Tariq Khokhar's picture

 

The UNDP just launched open.undp.org. The site details information on their 6,000+ projects in 177 countries and territories worldwide and lets you search and browse by location, funding source, and focus areas.

 

 

I think it’s really good and I’m most impressed by three features:

 

1) APIs, bulk downloads and IATI data

I’m always pleased to see a clean interface for development and financial information, but the first thing I check for is access to raw data - it’s essential for doing anything serious and it immediately adds credibility to this kind of initiative. 

 

UNDP have delivered well here and as far as I can see, offer simple API access to the data that builds the site, as well as a bulk download, and a link to the same data published on the IATI registry. And well done on every page having a unique and sensible URLs for each page.

 

2) Speed

This thing is fast! The maps work smoothly and when I wanted to see what the largest project UNDP funds in Kenya is - I just clicked the “Project Listing” tab, filtered on the right for Kenya and sorted on the left by budget.

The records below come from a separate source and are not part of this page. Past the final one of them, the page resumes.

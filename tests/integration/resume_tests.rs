use mediadupe::checkpoint::Checkpoint;
use mediadupe::duplicates::{DuplicateFinder, FinderConfig, FinderError};
use mediadupe::media::MediaFile;
use mediadupe::resolve::{plan_action, FileStatus, ResolveConfig, ResolveError, Resolver};
use std::fs;
use std::path::{Path, PathBuf};
use std::sync::atomic::AtomicBool;
use std::sync::Arc;
use tempfile::tempdir;

/// 1000 files of 16 bytes; files 500..510 copy files 0..10.
fn thousand_files(root: &Path) -> Vec<PathBuf> {
    (0..1000)
        .map(|i| {
            let path = root.join(format!("IMG_{i:04}.JPG"));
            let content = if (500..510).contains(&i) {
                format!("{:016}", i - 500)
            } else {
                format!("{i:016}")
            };
            fs::write(&path, content).unwrap();
            path
        })
        .collect()
}

fn media(paths: &[PathBuf]) -> Vec<MediaFile> {
    paths.iter().map(|p| MediaFile::from_path(p).unwrap()).collect()
}

#[test]
fn test_resume_after_half_the_files() {
    let dir = tempdir().unwrap();
    let paths = thousand_files(dir.path());
    let cp_dir = tempdir().unwrap();
    let cp_path = cp_dir.path().join("checkpoint.jsonl");

    // First run only got through the first 500 files
    {
        let cp = Arc::new(Checkpoint::load_or_init(&cp_path, dir.path()).unwrap());
        let finder = DuplicateFinder::new(FinderConfig::default().with_checkpoint(cp));
        let partial = finder.find_duplicates_from_files(media(&paths[..500])).unwrap();
        assert!(partial.groups.is_empty());
    }

    let cp = Arc::new(Checkpoint::load_or_init(&cp_path, dir.path()).unwrap());
    assert!(cp.is_resumed());
    let resumed = DuplicateFinder::new(FinderConfig::default().with_checkpoint(cp))
        .find_duplicates(dir.path())
        .unwrap();
    assert_eq!(resumed.summary.resumed_units, 500);

    let fresh = DuplicateFinder::with_defaults()
        .find_duplicates(dir.path())
        .unwrap();

    assert_eq!(resumed.groups.len(), 10);
    let keys = |groups: &[mediadupe::duplicates::DuplicateGroup]| {
        groups
            .iter()
            .map(|g| (g.key.clone(), g.paths()))
            .collect::<Vec<_>>()
    };
    assert_eq!(keys(&resumed.groups), keys(&fresh.groups));
}

#[test]
fn test_changed_file_is_rehashed_on_resume() {
    let dir = tempdir().unwrap();
    let a = dir.path().join("a.jpg");
    let b = dir.path().join("b.jpg");
    fs::write(&a, b"original").unwrap();
    fs::write(&b, b"original").unwrap();
    let cp_path = Checkpoint::default_path(dir.path());

    {
        let cp = Arc::new(Checkpoint::load_or_init(&cp_path, dir.path()).unwrap());
        let outcome = DuplicateFinder::new(FinderConfig::default().with_checkpoint(cp))
            .find_duplicates(dir.path())
            .unwrap();
        assert_eq!(outcome.groups.len(), 1);
    }

    fs::write(&b, b"modified").unwrap();
    filetime::set_file_mtime(&b, filetime::FileTime::from_unix_time(2_000_000_000, 0)).unwrap();

    let cp = Arc::new(Checkpoint::load_or_init(&cp_path, dir.path()).unwrap());
    let outcome = DuplicateFinder::new(FinderConfig::default().with_checkpoint(cp))
        .find_duplicates(dir.path())
        .unwrap();
    assert!(outcome.groups.is_empty());
    assert_eq!(outcome.summary.resumed_units, 1);
}

#[test]
fn test_interrupted_scan_returns_error() {
    let dir = tempdir().unwrap();
    fs::write(dir.path().join("a.jpg"), b"x").unwrap();
    fs::write(dir.path().join("b.jpg"), b"x").unwrap();

    let flag = Arc::new(AtomicBool::new(true));
    let result = DuplicateFinder::new(FinderConfig::default().with_shutdown_flag(flag))
        .find_duplicates(dir.path());
    assert!(matches!(result, Err(FinderError::Interrupted)));
}

#[test]
fn test_recorded_intent_is_replayed_after_crash() {
    let dir = tempdir().unwrap();
    let a = dir.path().join("a.jpg");
    let b = dir.path().join("b.jpg");
    let c = dir.path().join("c.jpg");
    for (path, secs) in [(&a, 1_000_000), (&b, 2_000_000), (&c, 3_000_000)] {
        fs::write(path, b"same bytes").unwrap();
        filetime::set_file_mtime(path, filetime::FileTime::from_unix_time(secs, 0)).unwrap();
    }
    let cp_path = Checkpoint::default_path(dir.path());
    let mut groups = DuplicateFinder::with_defaults()
        .find_duplicates(dir.path())
        .unwrap()
        .groups;

    // Crash after the intent was written and b was moved, before c
    let run_id = {
        let cp = Checkpoint::load_or_init(&cp_path, dir.path()).unwrap();
        let config = ResolveConfig::quarantine(dir.path(), cp.run_id());
        let action = plan_action(&groups[0], &config.disposition).unwrap();
        cp.record_intent(&action.group, &action).unwrap();
        let b_dest = action.actioned[0].primary.destination.clone().unwrap();
        fs::create_dir_all(b_dest.parent().unwrap()).unwrap();
        fs::rename(&b, &b_dest).unwrap();
        cp.run_id().to_string()
    };

    let cp = Arc::new(Checkpoint::load_or_init(&cp_path, dir.path()).unwrap());
    assert_eq!(cp.stats().pending_intents, 1);
    let summary = Resolver::new(ResolveConfig::quarantine(dir.path(), &run_id))
        .with_checkpoint(cp.clone())
        .resolve(&mut groups)
        .unwrap();

    assert_eq!(summary.replayed(), 1);
    assert_eq!(summary.completed(), 1);
    assert_eq!(summary.records.len(), 1);
    let statuses: Vec<&FileStatus> = summary.records[0]
        .outcome
        .files
        .iter()
        .map(|f| &f.status)
        .collect();
    assert_eq!(statuses, vec![&FileStatus::AlreadyDone, &FileStatus::Moved]);

    assert!(a.exists());
    assert!(!b.exists());
    assert!(!c.exists());
    assert_eq!(cp.stats().pending_intents, 0);
    assert_eq!(cp.stats().resolved_groups, 1);
}

#[test]
fn test_shutdown_before_resolution_touches_nothing() {
    let dir = tempdir().unwrap();
    fs::write(dir.path().join("a.jpg"), b"dup").unwrap();
    fs::write(dir.path().join("b.jpg"), b"dup").unwrap();
    let mut groups = DuplicateFinder::with_defaults()
        .find_duplicates(dir.path())
        .unwrap()
        .groups;

    let flag = Arc::new(AtomicBool::new(true));
    let result = Resolver::new(ResolveConfig::quarantine(dir.path(), "run").with_shutdown_flag(flag))
        .resolve(&mut groups);

    assert!(matches!(result, Err(ResolveError::Interrupted)));
    assert!(dir.path().join("a.jpg").exists());
    assert!(dir.path().join("b.jpg").exists());
}
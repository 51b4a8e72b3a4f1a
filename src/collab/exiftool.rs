//! Capture dates via exiftool.
//!
//! exiftool is invoked once per batch with a forced date format, and the first
//! parsable tag in [`DATE_KEYS`] order wins for each file.

use std::collections::HashMap;
use std::path::{Path, PathBuf};
use std::process::{Command, Output};
use std::sync::OnceLock;

use chrono::{DateTime, NaiveDateTime};
use serde_json::Value;

use super::{CaptureDateSource, CollaboratorError, TimeZoneMode};
use crate::checkpoint::normalize_path;

/// Date tags in priority order.
pub const DATE_KEYS: &[&str] = &[
    "SubSecDateTimeOriginal",
    "DateTimeOriginal",
    "SubSecCreateDate",
    "CreateDate",
    "XMP:DateCreated",
    "Photoshop:DateCreated",
    "IPTC:DateCreated",
    "MediaCreateDate",
    "TrackCreateDate",
    "CreationDate",
    "ModifyDate",
    "FileCreateDate",
    "FileModifyDate",
];

/// Files per exiftool invocation.
pub const DEFAULT_BATCH_SIZE: usize = 25;

/// Output format forced with `-d`.
const DATE_FORMAT: &str = "%Y:%m:%d %H:%M:%S%z";

const TOOL: &str = "exiftool";

/// Parse a date string as exiftool prints it.
///
/// Accepts `:` or `-` date separators, optional fractional seconds, an
/// optional numeric offset and a trailing `Z`. Offset-bearing values keep
/// their wall-clock time in [`TimeZoneMode::Original`] and are converted in
/// [`TimeZoneMode::Utc`].
///
/// # Example
///
/// ```
/// use mediadupe::collab::{parse_capture_date, TimeZoneMode};
///
/// let dt = parse_capture_date("2021:06:15 12:30:45+0200", TimeZoneMode::Utc).unwrap();
/// assert_eq!(dt.to_string(), "2021-06-15 10:30:45");
/// assert!(parse_capture_date("0000:00:00 00:00:00", TimeZoneMode::Original).is_none());
/// ```
#[must_use]
pub fn parse_capture_date(value: &str, timezone: TimeZoneMode) -> Option<NaiveDateTime> {
    let value = value.trim();
    if value.is_empty() {
        return None;
    }
    let value = match value.strip_suffix('Z') {
        Some(stripped) => format!("{stripped}+0000"),
        None => value.to_string(),
    };

    for fmt in ["%Y:%m:%d %H:%M:%S%.f%z", "%Y-%m-%d %H:%M:%S%.f%z"] {
        if let Ok(dt) = DateTime::parse_from_str(&value, fmt) {
            return Some(match timezone {
                TimeZoneMode::Original => dt.naive_local(),
                TimeZoneMode::Utc => dt.naive_utc(),
            });
        }
    }
    for fmt in ["%Y:%m:%d %H:%M:%S%.f", "%Y-%m-%d %H:%M:%S%.f"] {
        if let Ok(dt) = NaiveDateTime::parse_from_str(&value, fmt) {
            return Some(dt);
        }
    }
    None
}

fn string_values(value: &Value) -> Vec<String> {
    match value {
        Value::String(s) => vec![s.clone()],
        Value::Number(n) => vec![n.to_string()],
        Value::Array(items) => items.iter().flat_map(string_values).collect(),
        _ => Vec::new(),
    }
}

/// Pick the first parsable date tag of one exiftool JSON object.
///
/// Returns the date and the tag it came from.
#[must_use]
pub fn pick_date(
    object: &serde_json::Map<String, Value>,
    timezone: TimeZoneMode,
) -> Option<(NaiveDateTime, &'static str)> {
    DATE_KEYS.iter().find_map(|&key| {
        // exiftool drops the group prefix from JSON keys unless -G is passed
        let short = key.rsplit(':').next().unwrap_or(key);
        let value = object.get(key).or_else(|| object.get(short))?;
        string_values(value)
            .iter()
            .find_map(|s| parse_capture_date(s, timezone))
            .map(|dt| (dt, key))
    })
}

/// Capture-date source backed by the exiftool executable.
#[derive(Debug)]
pub struct ExifTool {
    program: PathBuf,
    timezone: TimeZoneMode,
    available: OnceLock<bool>,
}

impl ExifTool {
    /// Use `program`, or `exiftool` from `PATH` when `None`.
    #[must_use]
    pub fn new(program: Option<PathBuf>, timezone: TimeZoneMode) -> Self {
        Self {
            program: program.unwrap_or_else(|| PathBuf::from(TOOL)),
            timezone,
            available: OnceLock::new(),
        }
    }

    /// Reported version, if the executable runs.
    #[must_use]
    pub fn version(&self) -> Option<String> {
        let output = Command::new(&self.program).arg("-ver").output().ok()?;
        if !output.status.success() {
            return None;
        }
        let version = String::from_utf8_lossy(&output.stdout).trim().to_string();
        (!version.is_empty()).then_some(version)
    }

    fn command(&self, fast: bool, paths: &[PathBuf]) -> Command {
        let mut cmd = Command::new(&self.program);
        cmd.args(["-q", "-q"]);
        if fast {
            cmd.arg("-fast");
        }
        cmd.args(["-j", "-charset", "filename=utf8"]);
        if fast {
            cmd.args(["-api", "QuickTimeUTC"]);
        }
        cmd.args(["-d", DATE_FORMAT]);
        cmd.args(DATE_KEYS.iter().map(|k| format!("-{k}")));
        cmd.args(paths);
        cmd
    }

    fn run(&self, paths: &[PathBuf]) -> Result<Vec<Value>, CollaboratorError> {
        let mut last_error = None;
        // The fast read misses some container dates; retry with a full read.
        for fast in [true, false] {
            let output = self
                .command(fast, paths)
                .output()
                .map_err(|source| CollaboratorError::Unavailable {
                    tool: TOOL.to_string(),
                    source,
                })?;
            match parse_output(&output) {
                Ok(objects) => return Ok(objects),
                Err(e) => {
                    log::debug!("exiftool attempt (fast={}) failed: {}", fast, e);
                    last_error = Some(e);
                }
            }
        }
        Err(last_error.unwrap_or_else(|| CollaboratorError::Failed {
            tool: TOOL.to_string(),
            status: "unknown".to_string(),
            stderr: String::new(),
        }))
    }
}

fn parse_output(output: &Output) -> Result<Vec<Value>, CollaboratorError> {
    let stdout = String::from_utf8_lossy(&output.stdout);
    if stdout.trim().is_empty() {
        return Err(CollaboratorError::Failed {
            tool: TOOL.to_string(),
            status: output.status.to_string(),
            stderr: String::from_utf8_lossy(&output.stderr).trim().to_string(),
        });
    }
    serde_json::from_str(&stdout).map_err(|source| CollaboratorError::Parse {
        tool: TOOL.to_string(),
        source,
    })
}

impl CaptureDateSource for ExifTool {
    fn name(&self) -> &str {
        TOOL
    }

    fn is_available(&self) -> bool {
        *self.available.get_or_init(|| match self.version() {
            Some(version) => {
                log::info!("exiftool found: {} (version {})", self.program.display(), version);
                true
            }
            None => false,
        })
    }

    fn captured_dates(
        &self,
        paths: &[PathBuf],
    ) -> Result<HashMap<PathBuf, NaiveDateTime>, CollaboratorError> {
        if paths.is_empty() {
            return Ok(HashMap::new());
        }
        let objects = self.run(paths)?;
        Ok(match_dates(paths, &objects, self.timezone))
    }
}

/// Pair exiftool result objects with the requested paths.
///
/// `SourceFile` is matched on the normalized path, so a name echoed back in a
/// different Unicode form still finds its file. Dates are keyed by the path as
/// requested.
fn match_dates(
    paths: &[PathBuf],
    objects: &[Value],
    timezone: TimeZoneMode,
) -> HashMap<PathBuf, NaiveDateTime> {
    let wanted: HashMap<String, &PathBuf> = paths.iter().map(|p| (normalize_path(p), p)).collect();

    let mut dates = HashMap::new();
    for object in objects.iter().filter_map(Value::as_object) {
        let Some(source) = object.get("SourceFile").and_then(Value::as_str) else {
            continue;
        };
        let Some(&path) = wanted.get(&normalize_path(Path::new(source))) else {
            log::trace!("exiftool returned unrequested file {}", source);
            continue;
        };
        match pick_date(object, timezone) {
            Some((date, tag)) => {
                log::debug!("[DATE] {}: {} (tag={})", path.display(), date, tag);
                dates.insert(path.clone(), date);
            }
            None => {
                log::debug!("No parsable metadata date for {}", path.display());
            }
        }
    }
    dates
}
//! Checkpoint file handling.
//!
//! The log is appended one line per commit and flushed to stable storage
//! before `commit` returns. Every line after the header is wrapped with a
//! sequence number and a SHA256 checksum of its record, so any damage other
//! than a torn final write is detected on load.

use std::collections::{BTreeMap, HashMap, HashSet};
use std::fs::{self, File, OpenOptions};
use std::io::Write;
use std::path::{Path, PathBuf};
use std::sync::{Mutex, MutexGuard, PoisonError};

use serde::Serialize;
use sha2::{Digest, Sha256};

use super::data::{
    group_unit, normalize_path, CheckpointHeader, Entry, Phase, Record, CHECKPOINT_FILE_NAME,
    CHECKPOINT_VERSION,
};
use super::CheckpointError;

/// Counts reported by `status` and at the end of a run.
#[derive(Debug, Clone, Default, PartialEq, Eq, Serialize)]
pub struct CheckpointStats {
    /// Current phase
    pub phase: Phase,
    /// Completed hashing units
    pub units: usize,
    /// Duplicate groups fully resolved
    pub resolved_groups: usize,
    /// Intents written without a completed outcome
    pub pending_intents: usize,
    /// Records in the log, header excluded
    pub records: u64,
}

/// In-memory view of the log, rebuilt by replay.
#[derive(Debug, Default)]
struct State {
    next_seq: u64,
    phase: Phase,
    units: HashMap<String, String>,
    resolved: HashSet<String>,
    pending: BTreeMap<String, serde_json::Value>,
    last_action: Option<serde_json::Value>,
}

impl State {
    fn new() -> Self {
        Self {
            next_seq: 1,
            ..Default::default()
        }
    }

    fn apply(&mut self, record: Record) {
        match record {
            Record::Unit { key, value } => {
                self.units.insert(key, value);
            }
            Record::Phase { phase } => self.phase = phase,
            Record::ActionIntent { group, action } => {
                self.last_action = Some(action.clone());
                self.pending.insert(group, action);
            }
            Record::ActionOutcome {
                group,
                completed,
                abandoned,
                ..
            } => {
                if completed {
                    self.pending.remove(&group);
                    self.resolved.insert(group_unit(&group));
                } else if abandoned {
                    self.pending.remove(&group);
                }
            }
        }
    }

    fn stats(&self) -> CheckpointStats {
        CheckpointStats {
            phase: self.phase,
            units: self.units.len(),
            resolved_groups: self.resolved.len(),
            pending_intents: self.pending.len(),
            records: self.next_seq - 1,
        }
    }
}

struct Inner {
    file: File,
    state: State,
}

/// Write-ahead progress log for one run over one target root.
///
/// Safe to share between worker threads; commits are serialized through an
/// internal lock so lines never interleave.
pub struct Checkpoint {
    path: PathBuf,
    header: CheckpointHeader,
    resumed: bool,
    inner: Mutex<Inner>,
}

impl std::fmt::Debug for Checkpoint {
    fn fmt(&self, f: &mut std::fmt::Formatter<'_>) -> std::fmt::Result {
        f.debug_struct("Checkpoint")
            .field("path", &self.path)
            .field("header", &self.header)
            .field("resumed", &self.resumed)
            .finish_non_exhaustive()
    }
}

/// Result of replaying an existing file.
struct Replayed {
    header: Option<CheckpointHeader>,
    state: State,
    committed_len: u64,
    torn: bool,
}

The first link takes me to the Amkeni Wakenya project focussed on democratic governance.

 

The site’s also quick to load (on my computer here at the World Bank) and looking at the page size (about 1Mb total, under 200kb once cached) it should work well on slower connections too.

 

You should never underestimate the importance of speed on a website - it’s often the difference between someone using it and not.

 

3) Simplicity

The individual project pages are clear and display the essentials like key funding sources, and the latest budget and expenditure information. 

 

It’s also easy to embed some or all of the elements of these project pages (as I’ve done above - note it doesn't seem to work in IE7 if you're still using that)  This is useful for quickly using data in online communications.

 

What could they do next?

UNDP are interested in hearing your ideas and comments - I think they should be congratulated on a job well done here. What might I want to see next?

 

Disaggregated data and locations - it’s useful to know there was $8.6M spent in 2011 but what was it spent on? Disaggregating data can make aid more traceable and linking it to things like contracts and procurement awards makes it easier for people to use and understand it. It would also be useful to see individual projects and their components geo-coded sub-nationally.

 

More data documentation - it’s great to have the downloadable CSV file but for someone not familiar with the UN system or development data more generally, it might be a little tricky to understand. They’ve got some good high level FAQs, and publishing to IATI really helps, but what do the codes in the “bureau” column stand for? What’s the difference between “awardid” and “projectID”?

 

Better use of development indicators - I thought the one part of the site that could work better is the HDI numbers. The only way I can see them is by hovering over country dots on the map. It’s a fine way to present the number for a country but I don’t get a quick sense for what that number means, how other countries compare and how it relates to what work happens in a country.

 

These are just my immediate reactions - apologies if I’ve missed something obvious.

 

Well done again to UNDP on open.undp.org - I’m looking forward to seeing how it progresses.

 

Edit: Matt Greene also writes about the above and I missed some of UNDP's plans for 2013.   

Comments

Submitted by Libya UNDP on
Finally, glad to see UNDP establishing the portal! We have been asking for such a system for years now, and I am glad that they finally got it up and running!